À propos de l'œuvre
Réalisée en 1997, cette œuvre à l’encre sur papier de Chine témoigne de la pleine maturité artistique de Zao Wou-Ki. La composition s’articule autour d’une puissante masse d’encre sombre qui traverse la partie supérieure de l’œuvre, tandis qu’une zone horizontale plus diffuse se déploie au centre, évoquant une brume ou un paysage en suspension. Le jeu subtil entre densité et légèreté, entre plénitude et vide, reflète l’héritage de la tradition picturale chinoise, que l’artiste réinterprète avec une sensibilité profondément moderne. Issue de la collection personnelle de Vladimir Velickovic, avec lequel Zao Wou-Ki entretenait à Paris une relation d’amitié et d’estime réciproque, cette œuvre s’inscrit dans le cadre d’un échange entre les deux artistes. Elle porte ainsi la trace d’un dialogue intime entre deux figures majeures de la scène artistique internationale. Au carrefour de l’Orient et de l’Occident, cette encre incarne pleinement l’univers de Zao Wou-Ki : un espace vibrant et libre où l’abstraction devient paysage intérieur.
Avis de l'expert
Cette œuvre à l'encre sur papier, datée de 1997, s'inscrit clairement dans le corpus des œuvres réalisées par Zao Wou-Ki dans les années 1990, une période marquée par une grande maîtrise et une grande liberté gestuelle. La signature et la date, situées dans le coin inférieur droit, sont conformes à l’habitude de l’artiste.
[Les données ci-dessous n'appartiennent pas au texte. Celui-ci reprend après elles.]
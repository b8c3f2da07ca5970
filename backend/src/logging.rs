//! Access logging: one line per request, request body included.

use std::pin::Pin;

use actix_web::{
    body::MessageBody,
    dev::{Payload, ServiceRequest, ServiceResponse},
    error::PayloadError,
    middleware::{Logger, Next},
    web::Bytes,
    HttpMessage,
};
use futures::{stream, Stream, StreamExt};

/// At most this many body bytes are copied into the log line.
const LOGGED_BODY_LIMIT: usize = 4 * 1024;

/// Request body as it will appear in the access log.
#[derive(Clone, Debug)]
pub(crate) struct LoggedBody(pub(crate) String);

impl LoggedBody {
    fn from_prefix(prefix: &[u8], truncated: bool) -> Self {
        if prefix.is_empty() {
            return Self("{}".to_owned());
        }
        if truncated {
            return Self(format!("{}...", String::from_utf8_lossy(prefix)));
        }
        // Re-serialize JSON so the log line stays on one line.
        match serde_json::from_slice::<serde_json::Value>(prefix) {
            Ok(value) => Self(value.to_string()),
            Err(_) => Self(String::from_utf8_lossy(prefix).into_owned()),
        }
    }
}

/// Access log: method, path, status, response size, latency and body.
///
/// Register this last so it is the outermost middleware and sees every
/// request; [`capture_body`] hands the body over on the response.
pub fn access_log() -> Logger {
    Logger::new("%{method}xi %U %s %b - %D ms %{body}xo")
        .custom_request_replace("method", |req| req.method().to_string())
        .custom_response_replace("body", |res| {
            res.response()
                .extensions()
                .get::<LoggedBody>()
                .map(|body| body.0.clone())
                .unwrap_or_else(|| "{}".to_owned())
        })
}

/// Copies the first [`LOGGED_BODY_LIMIT`] bytes of the request body for the
/// access log and replays them, followed by the untouched rest of the
/// stream, to the handler. Never fails and never limits the body; size
/// limits stay with the handlers' extractors.
pub async fn capture_body(
    mut req: ServiceRequest,
    next: Next<impl MessageBody>,
) -> Result<ServiceResponse<impl MessageBody>, actix_web::Error> {
    let mut rest = req.take_payload();
    let mut chunks: Vec<Result<Bytes, PayloadError>> = Vec::new();
    let mut prefix: Vec<u8> = Vec::new();
    let mut truncated = false;

    while !truncated {
        match rest.next().await {
            Some(Ok(chunk)) => {
                let room = LOGGED_BODY_LIMIT - prefix.len();
                truncated = chunk.len() > room;
                prefix.extend_from_slice(&chunk[..chunk.len().min(room)]);
                chunks.push(Ok(chunk));
            }
            Some(Err(error)) => {
                chunks.push(Err(error));
                break;
            }
            None => break,
        }
    }

    let replay: Pin<Box<dyn Stream<Item = Result<Bytes, PayloadError>>>> =
        Box::pin(stream::iter(chunks).chain(rest));
    req.set_payload(Payload::from(replay));

    let logged = LoggedBody::from_prefix(&prefix, truncated);
    let mut res = next.call(req).await?;
    res.response_mut().extensions_mut().insert(logged);
    Ok(res)
}

#[cfg(test)]
mod tests {
    use super::*;

    #[test]
    fn empty_body_logs_as_empty_object() {
        assert_eq!(LoggedBody::from_prefix(b"", false).0, "{}");
    }

    #[test]
    fn json_body_is_compacted() {
        let body = LoggedBody::from_prefix(b"{\n  \"content\": \"hi\"\n}", false);
        assert_eq!(body.0, r#"{"content":"hi"}"#);
    }

    #[test]
    fn non_json_body_is_logged_verbatim() {
        assert_eq!(LoggedBody::from_prefix(b"name=x", false).0, "name=x");
    }

    #[test]
    fn truncated_body_is_marked() {
        assert_eq!(LoggedBody::from_prefix(br#"{"content":"aaa"#, true).0, r#"{"content":"aaa..."#);
    }
}
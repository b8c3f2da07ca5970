//! Note storage.
//!
//! The router only sees [`NoteStore`]; which implementation sits behind it
//! decides the deployment variant.

mod memory;
mod postgres;

pub(crate) use memory::IdMap;
pub use memory::MemoryNoteStore;
pub use postgres::PgNoteStore;

#[derive(Debug, thiserror::Error)]
pub enum StoreError {
    #[error("malformatted id")]
    MalformattedId,
    #[error("{0}")]
    Validation(String),
    #[error("operation not supported by this store: {0}")]
    Unsupported(&'static str),
    #[error(transparent)]
    Database(#[from] sqlx::Error),
}

/// A note that has passed request-level checks but has no id yet.
#[derive(Clone, Debug)]
pub struct NewNote {
    pub content: String,
    pub important: bool,
}

/// Replacement values for an existing note.
#[derive(Clone, Debug)]
pub struct NoteChanges {
    pub content: String,
    pub important: bool,
}

#[async_trait::async_trait]
pub trait NoteStore: Send + Sync {
    async fn list(&self) -> Result<Vec<common::Note>, StoreError>;

    async fn get(&self, id: &str) -> Result<Option<common::Note>, StoreError>;

    async fn create(&self, note: NewNote) -> Result<common::Note, StoreError>;

    /// Returns `Ok(None)` when no note has the given id.
    async fn update(
        &self,
        _id: &str,
        _changes: NoteChanges,
    ) -> Result<Option<common::Note>, StoreError> {
        Err(StoreError::Unsupported("update"))
    }

    /// Deleting an id that does not exist is not an error.
    async fn delete(&self, id: &str) -> Result<(), StoreError>;

    fn supports_update(&self) -> bool {
        false
    }
}
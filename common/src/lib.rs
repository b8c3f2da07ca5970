#[derive(Clone, Debug, PartialEq, serde::Deserialize, serde::Serialize)]
pub struct Note {
    pub id: String,
    pub content: String,
    pub important: bool,
}

/// Body of `POST /api/notes`. Both fields are optional on the wire so that a
/// missing `content` can be reported as a client error rather than a
/// deserialization failure.
#[derive(Debug, Default, serde::Deserialize, serde::Serialize)]
pub struct NewNotePayload {
    pub content: Option<String>,
    pub important: Option<bool>,
}

#[derive(Debug, serde::Deserialize, serde::Serialize)]
pub struct UpdateNotePayload {
    pub content: String,
    pub important: bool,
}

#[derive(Clone, Debug, PartialEq, serde::Deserialize, serde::Serialize)]
pub struct Person {
    pub id: String,
    pub name: String,
    pub number: String,
}

#[derive(Debug, Default, serde::Deserialize, serde::Serialize)]
pub struct NewPersonPayload {
    pub name: Option<String>,
    pub number: Option<String>,
}

#[derive(Debug, PartialEq, serde::Deserialize, serde::Serialize)]
pub struct ErrorPayload {
    pub error: String,
}

impl ErrorPayload {
    pub fn new(error: impl Into<String>) -> Self {
        Self {
            error: error.into(),
        }
    }
}
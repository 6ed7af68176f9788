// ── List loader ──
//
// Turns one asynchronous `Source::fetch_all` call into an observable
// Loading → Success | Error transition.

use std::sync::Arc;
use std::sync::atomic::{AtomicU64, Ordering};

use tokio::sync::watch;
use tokio::task::JoinHandle;
use tokio_util::sync::CancellationToken;
use tracing::debug;

use crate::error::CoreError;
use crate::model::Amphibian;
use crate::source::Source;
use crate::stream::StateStream;

// ── LoadState ────────────────────────────────────────────────────

/// Observable state of a [`ListLoader`].
#[derive(Debug, Clone, PartialEq, Eq)]
pub enum LoadState {
    Loading,
    /// The full response, in server order.
    Success(Arc<Vec<Amphibian>>),
    /// The last fetch failed. The cause is not retained.
    Error,
}

impl LoadState {
    pub fn is_loading(&self) -> bool {
        matches!(self, Self::Loading)
    }

    pub fn is_error(&self) -> bool {
        matches!(self, Self::Error)
    }

    /// The loaded items, if the state is `Success`.
    pub fn items(&self) -> Option<&[Amphibian]> {
        match self {
            Self::Success(items) => Some(items.as_slice()),
            Self::Loading | Self::Error => None,
        }
    }
}

// ── ListLoader ───────────────────────────────────────────────────

/// Loads the amphibian list from a [`Source`] and exposes the outcome
/// as a [`LoadState`].
///
/// A loader starts fetching as soon as it is created. Loads are not
/// serialized: calling [`load()`](Self::load) while another fetch is in
/// flight starts a second fetch, and whichever completes last determines
/// the final state.
///
/// Dropping the loader (or calling [`close()`](Self::close)) cancels
/// in-flight fetches; a fetch that completes afterwards writes nothing.
pub struct ListLoader<S: Source> {
    source: Arc<S>,
    state: Arc<watch::Sender<LoadState>>,
    cancel: CancellationToken,
    attempts: AtomicU64,
}

impl<S: Source> ListLoader<S> {
    /// Create a loader and start the first load.
    ///
    /// Must be called from within a Tokio runtime.
    pub fn new(source: S) -> Self {
        let loader = Self::idle(source);
        drop(loader.load());
        loader
    }

    /// Create a loader in the `Loading` state without starting a fetch.
    pub fn idle(source: S) -> Self {
        let (state, _) = watch::channel(LoadState::Loading);
        Self {
            source: Arc::new(source),
            state: Arc::new(state),
            cancel: CancellationToken::new(),
            attempts: AtomicU64::new(0),
        }
    }

    /// The source this loader fetches from.
    pub fn source(&self) -> &S {
        &self.source
    }

    /// Current state snapshot.
    pub fn state(&self) -> LoadState {
        self.state.borrow().clone()
    }

    /// Subscribe to state transitions.
    pub fn subscribe(&self) -> StateStream {
        StateStream::new(self.state.subscribe())
    }

    /// Set the state to `Loading` and start a fetch.
    ///
    /// The returned handle completes once the fetch's outcome has been
    /// applied (or discarded after [`close()`](Self::close)). Dropping it
    /// does not cancel the fetch.
    ///
    /// After [`close()`](Self::close) this is a no-op: the state is left
    /// as it was and no fetch starts.
    pub fn load(&self) -> JoinHandle<()> {
        if self.cancel.is_cancelled() {
            debug!("loader closed, ignoring load");
            return tokio::spawn(async {});
        }

        let attempt = self.attempts.fetch_add(1, Ordering::Relaxed) + 1;
        self.state.send_replace(LoadState::Loading);
        debug!(attempt, "load started");

        let source = Arc::clone(&self.source);
        let state = Arc::clone(&self.state);
        let cancel = self.cancel.clone();

        tokio::spawn(async move {
            let next = match source.fetch_all(&cancel).await {
                Ok(items) => {
                    debug!(attempt, count = items.len(), "load succeeded");
                    LoadState::Success(Arc::new(items))
                }
                Err(CoreError::Cancelled) => {
                    debug!(attempt, "load cancelled");
                    return;
                }
                Err(e) => {
                    debug!(attempt, kind = ?e.kind(), error = %e, "load failed");
                    LoadState::Error
                }
            };

            if cancel.is_cancelled() {
                debug!(attempt, "loader closed, discarding result");
                return;
            }
            state.send_replace(next);
        })
    }

    /// Same as [`load()`](Self::load).
    pub fn retry(&self) -> JoinHandle<()> {
        self.load()
    }

    /// Cancel in-flight fetches and stop accepting their results.
    pub fn close(&self) {
        self.cancel.cancel();
    }

    pub fn is_closed(&self) -> bool {
        self.cancel.is_cancelled()
    }
}

impl<S: Source> Drop for ListLoader<S> {
    fn drop(&mut self) {
        self.cancel.cancel();
    }
}
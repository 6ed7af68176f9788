//! Shared helpers for command handlers.

use std::io::IsTerminal;

use crate::error::CliError;

/// Whether we can ask the user a question (stdin and stderr are terminals).
pub fn can_prompt() -> bool {
    std::io::stdin().is_terminal() && std::io::stderr().is_terminal()
}

/// Prompt for a yes/no answer, defaulting to `default`.
pub fn confirm(message: &str, default: bool) -> Result<bool, CliError> {
    dialoguer::Confirm::new()
        .with_prompt(message)
        .default(default)
        .interact()
        .map_err(|e| CliError::Io(std::io::Error::other(e)))
}

/// Map a dialoguer / interactive I/O failure into CliError.
pub fn prompt_err(e: impl std::fmt::Display) -> CliError {
    CliError::Validation {
        field: "interactive".into(),
        reason: format!("prompt failed: {e}"),
    }
}
// Wire types for the amphibians endpoint.

use serde::{Deserialize, Serialize};

/// One element of the JSON array returned by `GET /amphibians`.
///
/// Field names follow the wire format; `type` is a Rust keyword and is
/// exposed as `kind`, `imgSrc` as `img_src`. Unknown keys are ignored.
#[derive(Debug, Clone, PartialEq, Eq, Serialize, Deserialize)]
pub struct AmphibianRecord {
    pub name: String,
    #[serde(rename = "type")]
    pub kind: String,
    pub description: String,
    #[serde(rename = "imgSrc")]
    pub img_src: String,
}

#[cfg(test)]
#[allow(clippy::unwrap_used)]
mod tests {
    use super::*;

    #[test]
    fn decodes_wire_field_names() {
        let json = r#"{
            "name": "Great Basin Spadefoot",
            "type": "Toad",
            "description": "This toad spends most of its life underground.",
            "imgSrc": "https://example.test/great-basin-spadefoot.png"
        }"#;
        let record: AmphibianRecord = serde_json::from_str(json).unwrap();
        assert_eq!(record.kind, "Toad");
        assert_eq!(
            record.img_src,
            "https://example.test/great-basin-spadefoot.png"
        );
    }

    #[test]
    fn missing_field_is_rejected() {
        let json = r#"{"name": "Frog", "type": "Anura", "description": "..."}"#;
        assert!(serde_json::from_str::<AmphibianRecord>(json).is_err());
    }
}
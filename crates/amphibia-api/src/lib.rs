// amphibia-api: Async Rust client for the amphibians JSON endpoint

pub mod client;
pub mod error;
pub mod models;
pub mod transport;

pub use client::{AMPHIBIANS_PATH, AmphibiansClient, DEFAULT_BASE_URL};
pub use error::{Error, FailureKind};
pub use models::AmphibianRecord;
pub use transport::{TlsMode, TransportConfig};
// ── Domain model ──

use serde::{Deserialize, Serialize};

/// One amphibian entry, as shown to the user.
///
/// `name` doubles as the display key; uniqueness is not enforced.
#[derive(Debug, Clone, PartialEq, Eq, Serialize, Deserialize)]
pub struct Amphibian {
    pub name: String,
    #[serde(rename = "type")]
    pub kind: String,
    pub description: String,
    pub image_url: String,
}
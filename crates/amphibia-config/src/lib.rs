//! Configuration for the amphibia CLI.
//!
//! A small TOML file plus `AMPHIBIA_*` environment overrides, and the
//! translation into `amphibia_core::SourceConfig`. The CLI layers its
//! own flag overrides on top.

use std::path::{Path, PathBuf};
use std::time::Duration;

use directories::ProjectDirs;
use figment::{
    Figment,
    providers::{Env, Format, Serialized, Toml},
};
use serde::{Deserialize, Serialize};
use thiserror::Error;

use amphibia_core::{SourceConfig, TlsVerification};

// ── Error ───────────────────────────────────────────────────────────

#[derive(Debug, Error)]
pub enum ConfigError {
    #[error("invalid {field}: {reason}")]
    Validation { field: String, reason: String },

    #[error("failed to serialize config: {0}")]
    Serialization(#[from] toml::ser::Error),

    #[error("config loading failed: {0}")]
    Figment(Box<figment::Error>),

    #[error("IO error: {0}")]
    Io(#[from] std::io::Error),
}

impl From<figment::Error> for ConfigError {
    fn from(err: figment::Error) -> Self {
        Self::Figment(Box::new(err))
    }
}

// ── TOML config structs ─────────────────────────────────────────────

/// Top-level TOML configuration.
#[derive(Debug, Clone, PartialEq, Eq, Deserialize, Serialize)]
pub struct Config {
    /// Service base URL; the list lives at `{base_url}/amphibians`.
    #[serde(default = "default_base_url")]
    pub base_url: String,

    /// Request timeout in seconds.
    #[serde(default = "default_timeout")]
    pub timeout: u64,

    /// Accept invalid TLS certificates.
    #[serde(default)]
    pub insecure: bool,

    /// Path to an additional CA certificate (PEM).
    pub ca_cert: Option<PathBuf>,

    /// Presentation defaults.
    #[serde(default)]
    pub defaults: Defaults,
}

impl Default for Config {
    fn default() -> Self {
        Self {
            base_url: default_base_url(),
            timeout: default_timeout(),
            insecure: false,
            ca_cert: None,
            defaults: Defaults::default(),
        }
    }
}

#[derive(Debug, Clone, PartialEq, Eq, Deserialize, Serialize)]
pub struct Defaults {
    #[serde(default = "default_output")]
    pub output: String,

    #[serde(default = "default_color")]
    pub color: String,
}

impl Default for Defaults {
    fn default() -> Self {
        Self {
            output: default_output(),
            color: default_color(),
        }
    }
}

fn default_base_url() -> String {
    amphibia_core::SourceConfig::default().base_url.into()
}
fn default_timeout() -> u64 {
    30
}
fn default_output() -> String {
    "cards".into()
}
fn default_color() -> String {
    "auto".into()
}

impl Config {
    /// Translate into the loader's source configuration.
    pub fn source_config(&self) -> Result<SourceConfig, ConfigError> {
        let base_url = self
            .base_url
            .parse()
            .map_err(|e: url::ParseError| ConfigError::Validation {
                field: "base_url".into(),
                reason: format!("{e}: {}", self.base_url),
            })?;

        let tls = if self.insecure {
            TlsVerification::DangerAcceptInvalid
        } else if let Some(ref ca) = self.ca_cert {
            TlsVerification::CustomCa(ca.clone())
        } else {
            TlsVerification::SystemDefaults
        };

        Ok(SourceConfig {
            base_url,
            tls,
            timeout: Duration::from_secs(self.timeout),
        })
    }
}

// ── Config file path ────────────────────────────────────────────────

/// Resolve the config file path via XDG / platform conventions.
pub fn config_path() -> PathBuf {
    ProjectDirs::from("com", "amphibia", "amphibia").map_or_else(
        || {
            let mut p = dirs_fallback();
            p.push("config.toml");
            p
        },
        |dirs| dirs.config_dir().join("config.toml"),
    )
}

fn dirs_fallback() -> PathBuf {
    let mut p = PathBuf::from(std::env::var("HOME").unwrap_or_else(|_| ".".into()));
    p.push(".config");
    p.push("amphibia");
    p
}

// ── Config loading ──────────────────────────────────────────────────

/// Load the full Config from the canonical file + environment.
pub fn load_config() -> Result<Config, ConfigError> {
    load_config_from(&config_path())
}

/// Load Config from a specific file + environment.
///
/// A missing file is not an error; defaults apply.
/// `AMPHIBIA_BASE_URL`, `AMPHIBIA_TIMEOUT`, `AMPHIBIA_DEFAULTS__OUTPUT`, …
/// override file values.
pub fn load_config_from(path: &Path) -> Result<Config, ConfigError> {
    let figment = Figment::new()
        .merge(Serialized::defaults(Config::default()))
        .merge(Toml::file(path))
        .merge(Env::prefixed("AMPHIBIA_").split("__"));

    let config: Config = figment.extract()?;
    Ok(config)
}

/// Load Config from the file at `path` only, ignoring the environment.
///
/// Used when the result is written back, so env overrides never leak
/// into the file. A missing file yields defaults; a malformed one is an
/// error.
pub fn load_config_file(path: &Path) -> Result<Config, ConfigError> {
    let config: Config = Figment::new()
        .merge(Serialized::defaults(Config::default()))
        .merge(Toml::file(path))
        .extract()?;
    Ok(config)
}

/// Load config, returning a default if loading fails.
pub fn load_config_or_default() -> Config {
    load_config().unwrap_or_default()
}

// ── Config saving ───────────────────────────────────────────────────

/// Serialize config to TOML and write to the canonical config path.
pub fn save_config(cfg: &Config) -> Result<PathBuf, ConfigError> {
    let path = config_path();
    save_config_to(cfg, &path)?;
    Ok(path)
}

/// Serialize config to TOML and write it to `path`, creating parent dirs.
pub fn save_config_to(cfg: &Config, path: &Path) -> Result<(), ConfigError> {
    if let Some(parent) = path.parent() {
        std::fs::create_dir_all(parent)?;
    }
    let toml_str = toml::to_string_pretty(cfg)?;
    std::fs::write(path, toml_str)?;
    Ok(())
}
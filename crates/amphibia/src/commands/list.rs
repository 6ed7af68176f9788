//! List command handler.
//!
//! Drives a `ListLoader` and renders each of its states: a spinner while
//! loading, the list on success, a failure notice plus retry prompt on
//! error.

use std::time::Duration;

use indicatif::{ProgressBar, ProgressStyle};
use owo_colors::OwoColorize;
use tabled::Tabled;

use amphibia_core::{Amphibian, HttpSource, ListLoader, LoadState, SourceConfig};

use crate::cli::{ListArgs, OutputFormat};
use crate::error::CliError;
use crate::output;

use super::{RenderOpts, util};

const DESCRIPTION_WIDTH: usize = 60;

// ── Table row ───────────────────────────────────────────────────────

#[derive(Tabled)]
struct AmphibianRow {
    #[tabled(rename = "Name")]
    name: String,
    #[tabled(rename = "Type")]
    kind: String,
    #[tabled(rename = "Description")]
    description: String,
    #[tabled(rename = "Image")]
    image_url: String,
}

impl From<&Amphibian> for AmphibianRow {
    fn from(a: &Amphibian) -> Self {
        Self {
            name: a.name.clone(),
            kind: a.kind.clone(),
            description: truncate(&a.description, DESCRIPTION_WIDTH),
            image_url: a.image_url.clone(),
        }
    }
}

fn truncate(s: &str, max: usize) -> String {
    if s.chars().count() <= max {
        return s.to_owned();
    }
    let cut: String = s.chars().take(max.saturating_sub(1)).collect();
    format!("{cut}…")
}

// ── Cards ───────────────────────────────────────────────────────────

fn render_card(a: &Amphibian, color: bool) -> String {
    if color {
        format!(
            "{} ({})\n  {}\n  {}",
            a.name.bold().green(),
            a.kind.dimmed(),
            a.description,
            a.image_url.underline().blue()
        )
    } else {
        format!("{} ({})\n  {}\n  {}", a.name, a.kind, a.description, a.image_url)
    }
}

fn render_items(items: &[Amphibian], opts: RenderOpts) -> String {
    output::render_list(
        opts.output,
        items,
        |a| AmphibianRow::from(a),
        |a| a.name.clone(),
        |a| render_card(a, opts.color),
    )
}

// ── Loading indicator ───────────────────────────────────────────────

fn spinner(quiet: bool) -> ProgressBar {
    if quiet {
        return ProgressBar::hidden();
    }
    let pb = ProgressBar::new_spinner();
    pb.set_style(
        ProgressStyle::with_template("{spinner} {msg}")
            .unwrap_or_else(|_| ProgressStyle::default_spinner()),
    );
    pb.set_message("Loading amphibians…");
    pb.enable_steady_tick(Duration::from_millis(80));
    pb
}

fn is_human(format: OutputFormat) -> bool {
    matches!(format, OutputFormat::Cards | OutputFormat::Table)
}

fn failure_notice(color: bool) -> String {
    let msg = "Failed to load amphibians.";
    if color {
        msg.red().to_string()
    } else {
        msg.to_owned()
    }
}

// ── Handler ─────────────────────────────────────────────────────────

pub async fn handle(
    args: ListArgs,
    source_config: &SourceConfig,
    opts: RenderOpts,
) -> Result<(), CliError> {
    let source = HttpSource::new(source_config)?;
    let endpoint = source
        .client()
        .endpoint_url()
        .map_or_else(|_| source_config.base_url.to_string(), |u| u.to_string());

    let loader = ListLoader::new(source);
    let mut states = loader.subscribe();

    loop {
        let pb = spinner(opts.quiet);
        let state = states.settled().await;
        pb.finish_and_clear();

        match state {
            Some(LoadState::Success(items)) => {
                tracing::debug!(count = items.len(), "rendering amphibians");
                if items.is_empty() && !opts.quiet && is_human(opts.output) {
                    eprintln!("No amphibians found.");
                }
                output::print_output(&render_items(&items, opts), opts.quiet);
                return Ok(());
            }
            Some(LoadState::Error) => {
                if !opts.quiet {
                    eprintln!("{}", failure_notice(opts.color));
                }
                if !args.no_retry
                    && util::can_prompt()
                    && util::confirm("Retry?", true)?
                {
                    drop(loader.retry());
                    continue;
                }
                return Err(CliError::LoadFailed { url: endpoint });
            }
            Some(LoadState::Loading) | None => return Err(CliError::Interrupted),
        }
    }
}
La qualité du trait, la tension interne de la composition et le dialogue subtil entre les masses d’encre dense et les espaces laissés en réserve correspondent pleinement au vocabulaire plastique développé par Zao Wou-Ki au cours de cette période. L’œuvre provient de la collection personnelle de Vladimir Velickovic, un artiste avec lequel Zao Wou-Ki entretenait une relation d’amitié et des échanges réguliers à Paris. Le fait qu’elle ait été acquise dans le cadre d’un échange entre les deux artistes renforce sa cohérence historique et sa traçabilité.
À propos de l'artiste
Né en 1920 à Pékin (Chine) et décédé en 2013, Zao Wou-Ki apprend dès son plus jeune âge à dessiner les caractères de l'alphabet chinois, base de la calligraphie. À l'âge de 15 ans, il entre à l'école des beaux-arts de Hangzhou (Chine). Devenu professeur, il réalise sa première exposition personnelle, marquée par les influences françaises de Cézanne, Matisse et Picasso, en 1941. À la fin des années 40, l'attaché culturel de l'ambassade de France en Chine le pousse à s'installer à Paris, où il termine ses études d'art. Devenu ami avec Pierre Soulages, Hans Hartung, Sam Francis et Joan Mitchell, l'artiste chinois s'entoure des plus grands artistes de son temps. Sa découverte de la lithographie et de l'abstraction dans les années 1950 marque un tournant dans sa carrière, car il "vise une nouvelle forme d'écriture imaginaire et indéchiffrable". Aujourd'hui considéré comme l'un des plus grands artistes du XXe siècle, Zao Wou-Ki est exposé dans les plus grands musées (Musée d'Art Moderne, Paris ; Tate Museum, Londres ; The Metropolitan Museum of Art, New York...) et, après sa mort, a sa propre salle au Bridgestone Museum of Art (Japon). Aujourd'hui, il réalise des ventes record dans les maisons de vente aux enchères les plus prestigieuses (65 millions de dollars, Sotheby's Hong Kong, 2018).